Ascendant
Page 33
“They are coming,” Dan warns, watching the tactical com attached to his arm, and in sudden silence, we take up firing positions between the stones.
The first projectile hits the ground just sixty feet in front of our position. Alerted by the whizzing sound, Andrei and I withdraw a few seconds before the explosion, our backs pressed to the old stone protecting us, its coldness passing slowly through our uniforms. It’s calming. We stare at each other and our nervous laughter fills the silence before the next explosion. We escaped. In the corner of my eye, I catch Cosmin squeezing the trigger of his rifle, which has a silencer, and I know that one enemy is down. One of many. Another explosion shatters the earth to the left of our hell-hole. It seems distant, and I am not bothered by it. Unexpectedly, a lone shard of shrapnel hisses through the air in front of us. With a muffled sound, it hits a stone covered with dried moss, on our right, and recoils, leaving behind multi-colored sparks. Andrei bends in pain and grunts loudly. I hear gurgling, and his head rolls. My mind registers its fall with an unwanted level of detail. It seems impossible, but Andrei’s head rolls down from his shoulders and falls into my lap. His body bends, then slips aside, away from me. In a few moments, the grass below changes from green to red, my camouflage trousers too. I can’t move; I can’t react in any way. I can still breathe. Logically, I realize that I am in a shock, not only because I am paralyzed, but because my mind has shed its self-preservation mechanism. Andrei’s eyes are serene, like he is resting, like he is still alive. I have the foolish hope that he will wink at me and smile, telling me that it’s all just a joke. All war is a bad joke.
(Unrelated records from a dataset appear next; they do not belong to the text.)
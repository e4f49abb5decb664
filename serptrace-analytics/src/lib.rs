// serptrace-analytics/src/lib.rs
// ============================================================================
// Crate: serptrace-analytics
// Description: Dataset Exporter and transparency Report Generator.
// ============================================================================

//! ## Overview
//! Two independent storage-driven stages that run after metrics
//! computation: [`exporter::export_datasets`] materializes versioned
//! Parquet snapshots of all three datasets, and
//! [`report::generate_transparency_report`] renders the latest bias
//! metrics into a human-readable Markdown report. Neither stage can fail
//! the pipeline as a whole; both log and degrade gracefully.

pub mod error;
pub mod exporter;
pub mod report;

pub use error::DatasetExportError;
pub use error::ReportError;
pub use exporter::ExportDatasetsOutcome;
pub use exporter::ExportDatasetsRequest;
pub use exporter::export_datasets;
pub use report::ReportRequest;
pub use report::generate_transparency_report;
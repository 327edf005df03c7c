//! # Dispatch — Strategy Selection
//!
//! Routes the two public queries to a configured strategy:
//!
//! - `nth_prime` → [`WheelSieve`] by default. It never materializes the
//!   sequence, so it is the only choice for n in the 10^8 range.
//! - `primes_up_to_nth` → [`SegmentedSieve`] by default. Its window buffer is
//!   O(√bound), though the returned sequence itself is O(n).
//!
//! [`FullSieve`] stays selectable for small n, where its single flat buffer is
//! the fastest of the three.

use tracing::debug;

use crate::config::{SieveConfig, SievePolicy, Strategy};
use crate::error::SieveError;
use crate::full::FullSieve;
use crate::segmented::SegmentedSieve;
use crate::wheel::WheelSieve;
use crate::{NthPrime, PrimeSequence};

/// Build the n-th prime strategy for `strategy`.
pub fn nth_strategy(strategy: Strategy, policy: SievePolicy) -> Box<dyn NthPrime> {
    match strategy {
        Strategy::Full => Box::new(FullSieve::new(policy)),
        Strategy::Segmented => Box::new(SegmentedSieve::new(policy)),
        Strategy::Wheel => Box::new(WheelSieve::new(policy)),
    }
}

/// Build the sequence strategy for `strategy`. The wheel sieve only answers
/// single ranks and is rejected.
pub fn sequence_strategy(
    strategy: Strategy,
    policy: SievePolicy,
) -> Result<Box<dyn PrimeSequence>, SieveError> {
    match strategy {
        Strategy::Full => Ok(Box::new(FullSieve::new(policy))),
        Strategy::Segmented => Ok(Box::new(SegmentedSieve::new(policy))),
        Strategy::Wheel => Err(SieveError::invalid_config(
            "the wheel sieve cannot produce a prime sequence",
        )),
    }
}

/// Answers queries with the strategies chosen by a [`SieveConfig`].
pub struct Dispatcher {
    config: SieveConfig,
    nth: Box<dyn NthPrime>,
    sequence: Box<dyn PrimeSequence>,
}

impl Dispatcher {
    pub fn new(config: SieveConfig) -> Result<Self, SieveError> {
        config.validate()?;
        let policy = config.policy();
        Ok(Dispatcher {
            nth: nth_strategy(config.nth_strategy, policy),
            sequence: sequence_strategy(config.sequence_strategy, policy)?,
            config,
        })
    }

    pub fn config(&self) -> &SieveConfig {
        &self.config
    }

    /// The 0-indexed n-th prime.
    pub fn nth_prime(&self, n: u64) -> Result<u64, SieveError> {
        debug!(strategy = self.nth.name(), n, "nth_prime");
        self.nth.nth_prime(n)
    }

    /// Every prime up to and including the n-th, ascending.
    pub fn primes_up_to_nth(&self, n: u64) -> Result<Vec<u64>, SieveError> {
        debug!(strategy = self.sequence.name(), n, "primes_up_to_nth");
        self.sequence.primes_up_to_nth(n)
    }
}

impl Default for Dispatcher {
    fn default() -> Self {
        let policy = SievePolicy::default();
        Dispatcher {
            config: SieveConfig::default(),
            nth: Box::new(WheelSieve::new(policy)),
            sequence: Box::new(SegmentedSieve::new(policy)),
        }
    }
}

impl std::fmt::Debug for Dispatcher {
    fn fmt(&self, f: &mut std::fmt::Formatter<'_>) -> std::fmt::Result {
        f.debug_struct("Dispatcher")
            .field("nth", &self.nth.name())
            .field("sequence", &self.sequence.name())
            .finish()
    }
}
My breath comes out in spurts, one in and out each second, and I feel as if I’m breathing like a dog trying to cool itself down. My pulse goes up; I am hyperventilating; the oxygen in my blood is 100 percent, my pulse 187 heartbeats per minute, and the monitoring Lifeband around my head sends messages to my tactical com, warning me. It’s useless, my pulse still goes up. I feel an electric shock from the Lifeband, and I realize that I passed out for a while. The com shows me that I was unconscious for 5.7651 seconds. I don’t understand the need for so many decimals, and I blink rapidly. Andrei’s head is still sitting quietly in my lap, his blind eyes staring at me. Death is like sleeping. I look into his glassy eyes. All I can think now is to calculate the probability of that shrapnel hitting him and not me – a useless, yet somehow calming exercise, or at least numbing.
“Our planes!” Dan shouts with sudden joy, pointing up at the sky. He taps frantically on his tactical console, and I assume he’s risking contacting our headquarters. “Nothing,” he growls. “They are jamming us.”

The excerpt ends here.